Publication year - 2018
Publication title -
allergy
Language(s) - English
Resource type - Journals
SCImago Journal Rank - 3.363
H-Index - 173
eISSN - 1398-9995
pISSN - 0105-4538
DOI - 10.1111/all.13386
Subject(s) - immunology , allergy , food allergy , medicine , allergic inflammation , house dust mite , inflammation , asthma , immune system , homing (biology) , allergic response , allergen , chemokine , immunoglobulin e , biology , antibody , ecology
Abstract Background The mechanisms of the atopic march, characterized by a natural progression from food and cutaneous allergies to rhinitis and asthma, are still unknown. However, as several organs can be involved, chemokines and their receptors might be implicated in this process and may be instrumental factors.
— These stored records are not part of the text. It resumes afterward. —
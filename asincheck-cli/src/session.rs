//! Auth session store
//!
//! Holds the bearer token, refresh token, user profile and the
//! pending-email-verification marker, persisted as a small JSON file.
//! Identity changes (sign in as a different user, sign out) are announced on
//! the event bus as `SessionChanged`.

use std::path::{Path, PathBuf};

use asincheck_common::api::UserProfile;
use asincheck_common::events::{AsincheckEvent, EventBus};
use asincheck_common::Result;
use serde::{Deserialize, Serialize};
use tokio::sync::RwLock;
use tracing::{debug, info, warn};

/// Persisted session contents
#[derive(Debug, Clone, Default, PartialEq, Serialize, Deserialize)]
#[serde(rename_all = "camelCase")]
pub struct SessionData {
    #[serde(default, skip_serializing_if = "Option::is_none")]
    pub token: Option<String>,
    #[serde(default, skip_serializing_if = "Option::is_none")]
    pub refresh_token: Option<String>,
    #[serde(default, skip_serializing_if = "Option::is_none")]
    pub user: Option<UserProfile>,
    /// Set after a login attempt the backend refused until the email is verified
    #[serde(default, skip_serializing_if = "Option::is_none")]
    pub pending_verification_email: Option<String>,
}

pub struct SessionStore {
    path: PathBuf,
    data: RwLock<SessionData>,
    event_bus: EventBus,
}

impl SessionStore {
    /// Load the session file; a missing or unreadable file yields an empty session
    pub async fn load(path: impl Into<PathBuf>, event_bus: EventBus) -> Result<Self> {
        let path = path.into();
        let data = match tokio::fs::read_to_string(&path).await {
            Ok(content) => match serde_json::from_str::<SessionData>(&content) {
                Ok(data) => data,
                Err(e) => {
                    warn!("Ignoring corrupt session file {}: {}", path.display(), e);
                    SessionData::default()
                }
            },
            Err(e) if e.kind() == std::io::ErrorKind::NotFound => {
                debug!("No session file at {}", path.display());
                SessionData::default()
            }
            Err(e) => return Err(e.into()),
        };

        Ok(Self {
            path,
            data: RwLock::new(data),
            event_bus,
        })
    }

    pub fn path(&self) -> &Path {
        &self.path
    }

    pub async fn token(&self) -> Option<String> {
        self.data.read().await.token.clone()
    }

    pub async fn refresh_token(&self) -> Option<String> {
        self.data.read().await.refresh_token.clone()
    }

    pub async fn user(&self) -> Option<UserProfile> {
        self.data.read().await.user.clone()
    }

    pub async fn is_authenticated(&self) -> bool {
        self.data.read().await.token.is_some()
    }

    pub async fn pending_verification_email(&self) -> Option<String> {
        self.data.read().await.pending_verification_email.clone()
    }

    pub async fn snapshot(&self) -> SessionData {
        self.data.read().await.clone()
    }

    /// Store credentials after a successful login
    pub async fn sign_in(
        &self,
        token: String,
        refresh_token: Option<String>,
        user: UserProfile,
    ) -> Result<()> {
        let identity_changed = {
            let mut data = self.data.write().await;
            let changed = data.user.as_ref().map(|u| u.id.as_str()) != Some(user.id.as_str());
            data.token = Some(token);
            data.refresh_token = refresh_token;
            data.user = Some(user.clone());
            data.pending_verification_email = None;
            self.persist(&data).await?;
            changed
        };

        info!(user_id = %user.id, "Signed in as {}", user.email);
        if identity_changed {
            self.event_bus.emit_lossy(AsincheckEvent::SessionChanged {
                user: Some(user),
                timestamp: chrono::Utc::now(),
            });
        }
        Ok(())
    }

    /// Replace tokens after a refresh; the identity stays the same
    pub async fn update_tokens(&self, token: String, refresh_token: Option<String>) -> Result<()> {
        let mut data = self.data.write().await;
        data.token = Some(token);
        if refresh_token.is_some() {
            data.refresh_token = refresh_token;
        }
        self.persist(&data).await
    }

    pub async fn mark_pending_verification(&self, email: &str) -> Result<()> {
        let mut data = self.data.write().await;
        data.pending_verification_email = Some(email.to_string());
        self.persist(&data).await
    }

    /// Forget credentials and announce the logout
    pub async fn sign_out(&self) -> Result<()> {
        let was_signed_in = {
            let mut data = self.data.write().await;
            let was_signed_in = data.token.is_some() || data.user.is_some();
            *data = SessionData::default();
            self.persist(&data).await?;
            was_signed_in
        };

        if was_signed_in {
            info!("Signed out");
            self.event_bus.emit_lossy(AsincheckEvent::SessionChanged {
                user: None,
                timestamp: chrono::Utc::now(),
            });
        }
        Ok(())
    }

    /// Write atomically (temp file + rename), owner-only on Unix
    async fn persist(&self, data: &SessionData) -> Result<()> {
        if let Some(parent) = self.path.parent() {
            tokio::fs::create_dir_all(parent).await?;
        }
        let content = serde_json::to_string_pretty(data)?;
        let tmp_path = self.path.with_extension("json.tmp");
        tokio::fs::write(&tmp_path, content).await?;

        #[cfg(unix)]
        {
            use std::os::unix::fs::PermissionsExt;
            tokio::fs::set_permissions(&tmp_path, std::fs::Permissions::from_mode(0o600)).await?;
        }

        tokio::fs::rename(&tmp_path, &self.path).await?;
        Ok(())
    }
}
Objectives We hypothesized that the T‐cell gut‐homing receptor CCR 9 could be implicated in the evolution of allergic diseases. Methods We characterized the immune response and the role of CCR 9 in a murine model combining food allergy to wheat gliadin and a model of acute airways inflammation in response to house dust mite. Results Compared with solely asthmatic‐like mice, we demonstrated that the aggravation of pulmonary symptoms in consecutive food and respiratory allergies, characterized by an increase in pulmonary resistance and a higher Th17/Treg ratio, was abrogated in CCR 9 knockout mice. Moreover, transfer of food‐allergic CD 4 + T cells from wild‐type but not from CCR 9 −/− aggravated airways inflammation demonstrating that CCR 9 is involved in food allergy‐enhanced allergic airway inflammation to unrelated allergens. Conclusion Taken together, our results demonstrated a crucial role of the T‐cell homing receptor CCR 9 in this model and validated its potential for use in the development of therapeutic strategies for allergic diseases.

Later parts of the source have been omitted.